-- TASK DESCRIPTION --
Gather all lines with "DISTINCT" from the records.

Saved data entries:
//! Catalog query engine: visibility-scoped listing, counting and search
//! over assets.
//!
//! Listing and counting share [`PREDICATE`] and [`bind_predicate`], so the
//! reported `total` always matches the rows that paging walks through.

use chrono::NaiveDate;
use sqlx::postgres::PgArguments;
use sqlx::query::QueryAs;
use sqlx::{PgPool, Postgres};

use mediateca_core::access::VisibilityScope;
use mediateca_core::catalog::{like_pattern, CatalogFilter, PageRequest};
use mediateca_core::types::DbId;

use crate::models::asset::CatalogEntry;

/// Asset columns plus joined names and sorted association arrays.
const ENTRY_SELECT: &str = "\
    SELECT a.id, a.title, a.description, a.original_name, a.stored_name, a.kind, \
           a.mime_type, a.size_bytes, a.extension, a.checksum_sha256, a.access_level, \
           a.owner_id, u.name AS owner_name, a.category_id, c.name AS category_name, \
           a.source, a.capture_place, a.captured_on, a.usage_rights, a.uploaded_at, \
           COALESCE(a.download_count, 0) AS download_count, a.view_count, \
           ARRAY(SELECT DISTINCT tg.name FROM asset_tags atg \
                 JOIN tags tg ON tg.id = atg.tag_id \
                 WHERE atg.asset_id = a.id ORDER BY tg.name) AS tags, \
           ARRAY(SELECT DISTINCT co.name FROM asset_collections aco \
                 JOIN collections co ON co.id = aco.collection_id \
                 WHERE aco.asset_id = a.id ORDER BY co.name) AS collections, \
           ARRAY(SELECT DISTINCT se.name FROM asset_sections ase \
                 JOIN sections se ON se.id = ase.section_id \
                 WHERE ase.asset_id = a.id ORDER BY se.name) AS sections \
    FROM assets a \
    JOIN users u ON u.id = a.owner_id \
    LEFT JOIN categories c ON c.id = a.category_id";

/// Visibility rule AND every optional filter. Parameters `$1`..`$12` are
/// bound by [`bind_predicate`]; a `NULL` (or empty array) disables a filter.
const PREDICATE: &str = "\
    (a.access_level = ANY($1::TEXT[]) OR a.owner_id = $2::BIGINT) \
    AND ($3::TEXT IS NULL OR a.kind = $3) \
    AND ($4::BIGINT IS NULL OR a.category_id = $4) \
    AND ($5::BIGINT IS NULL OR EXISTS ( \
        SELECT 1 FROM asset_sections fs \
        WHERE fs.asset_id = a.id AND fs.section_id = $5)) \
    AND ($6::TEXT IS NULL OR a.access_level = $6) \
    AND ($7::TEXT IS NULL \
        OR a.title ILIKE $7 \
        OR a.description ILIKE $7 \
        OR a.original_name ILIKE $7 \
        OR ($8::BOOLEAN AND EXISTS ( \
            SELECT 1 FROM asset_tags qt JOIN tags qg ON qg.id = qt.tag_id \
            WHERE qt.asset_id = a.id AND qg.name ILIKE $7))) \
    AND ($9::DATE IS NULL OR a.captured_on >= $9) \
    AND ($10::DATE IS NULL OR a.captured_on <= $10) \
    AND (cardinality($11::TEXT[]) = 0 OR EXISTS ( \
        SELECT 1 FROM asset_tags ft JOIN tags fg ON fg.id = ft.tag_id \
        WHERE ft.asset_id = a.id AND fg.name = ANY($11))) \
    AND ($12::BIGINT IS NULL OR EXISTS ( \
        SELECT 1 FROM asset_collections fc \
        WHERE fc.asset_id = a.id AND fc.collection_id = $12))";

const ORDER: &str = "ORDER BY a.uploaded_at DESC, a.id DESC";

/// Owned bind values for [`PREDICATE`].
struct PredicateBinds {
    levels: Vec<String>,
    owner_id: Option<DbId>,
    kind: Option<&'static str>,
    category_id: Option<DbId>,
    section_id: Option<DbId>,
    access_level: Option<&'static str>,
    text_pattern: Option<String>,
    text_matches_tags: bool,
    captured_from: Option<NaiveDate>,
    captured_to: Option<NaiveDate>,
    tags: Vec<String>,
    collection_id: Option<DbId>,
}

impl PredicateBinds {
    fn new(scope: &VisibilityScope, filter: &CatalogFilter) -> Self {
        Self {
            levels: scope.level_names(),
            owner_id: scope.owner_id,
            kind: filter.kind.map(|k| k.as_str()),
            category_id: filter.category_id,
            section_id: filter.section_id,
            access_level: filter.access_level.map(|a| a.as_str()),
            text_pattern: filter.text.as_deref().map(like_pattern),
            text_matches_tags: filter.text_matches_tags,
            captured_from: filter.captured_from,
            captured_to: filter.captured_to,
            tags: filter.tags.clone(),
            collection_id: filter.collection_id,
        }
    }
}

/// Bind `$1`..`$12` in the order [`PREDICATE`] expects.
fn bind_predicate<'q, O>(
    query: QueryAs<'q, Postgres, O, PgArguments>,
    b: &'q PredicateBinds,
) -> QueryAs<'q, Postgres, O, PgArguments> {
    query
        .bind(&b.levels)
        .bind(b.owner_id)
        .bind(b.kind)
        .bind(b.category_id)
        .bind(b.section_id)
        .bind(b.access_level)
        .bind(b.text_pattern.as_deref())
        .bind(b.text_matches_tags)
        .bind(b.captured_from)
        .bind(b.captured_to)
        .bind(&b.tags)
        .bind(b.collection_id)
}

pub struct CatalogRepo;

impl CatalogRepo {
    /// One page of visible assets matching `filter`, plus the total number
    /// of matching rows before paging.
    ///
    /// `filter.access_level` is applied as given; callers narrow it by role
    /// beforehand.
    pub async fn list(
        pool: &PgPool,
        scope: &VisibilityScope,
        filter: &CatalogFilter,
        page: PageRequest,
    ) -> Result<(Vec<CatalogEntry>, i64), sqlx::Error> {
        let binds = PredicateBinds::new(scope, filter);

        let count_sql = format!("SELECT COUNT(*) FROM assets a WHERE {PREDICATE}");
        let (total,): (i64,) = bind_predicate(sqlx::query_as::<_, (i64,)>(&count_sql), &binds)
            .fetch_one(pool)
            .await?;

        let rows_sql = format!("{ENTRY_SELECT} WHERE {PREDICATE} {ORDER} LIMIT $13 OFFSET $14");
        let items = bind_predicate(sqlx::query_as::<_, CatalogEntry>(&rows_sql), &binds)
            .bind(page.page_size)
            .bind(page.offset())
            .fetch_all(pool)
            .await?;

        Ok((items, total))
    }

    /// Unpaged search capped at `limit` rows.
    pub async fn search(
        pool: &PgPool,
        scope: &VisibilityScope,
        filter: &CatalogFilter,
        limit: i64,
    ) -> Result<Vec<CatalogEntry>, sqlx::Error> {
        let binds = PredicateBinds::new(scope, filter);
        let sql = format!("{ENTRY_SELECT} WHERE {PREDICATE} {ORDER} LIMIT $13");
        bind_predicate(sqlx::query_as::<_, CatalogEntry>(&sql), &binds)
            .bind(limit)
            .fetch_all(pool)
            .await
    }

    /// Single catalog entry regardless of visibility; the caller checks
    /// access on the returned row.
    pub async fn find_entry(pool: &PgPool, id: DbId) -> Result<Option<CatalogEntry>, sqlx::Error> {
        let sql = format!("{ENTRY_SELECT} WHERE a.id = $1");
        sqlx::query_as::<_, CatalogEntry>(&sql)
            .bind(id)
            .fetch_optional(pool)
            .await
    }
}
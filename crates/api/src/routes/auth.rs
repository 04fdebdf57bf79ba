use axum::routing::{get, post};
use axum::Router;

use crate::handlers::auth;
use crate::state::AppState;

/// Routes mounted at `/auth`.
///
/// ```text
/// POST /login       -> login
/// POST /register    -> register (admin only)
/// GET  /me          -> me
/// ```
pub fn router() -> Router<AppState> {
    Router::new()
        .route("/login", post(auth::login))
        .route("/register", post(auth::register))
        .route("/me", get(auth::me))
}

-- RESPONSE BELOW --
           ARRAY(SELECT DISTINCT tg.name FROM asset_tags atg \
           ARRAY(SELECT DISTINCT co.name FROM asset_collections aco \
           ARRAY(SELECT DISTINCT se.name FROM asset_sections ase \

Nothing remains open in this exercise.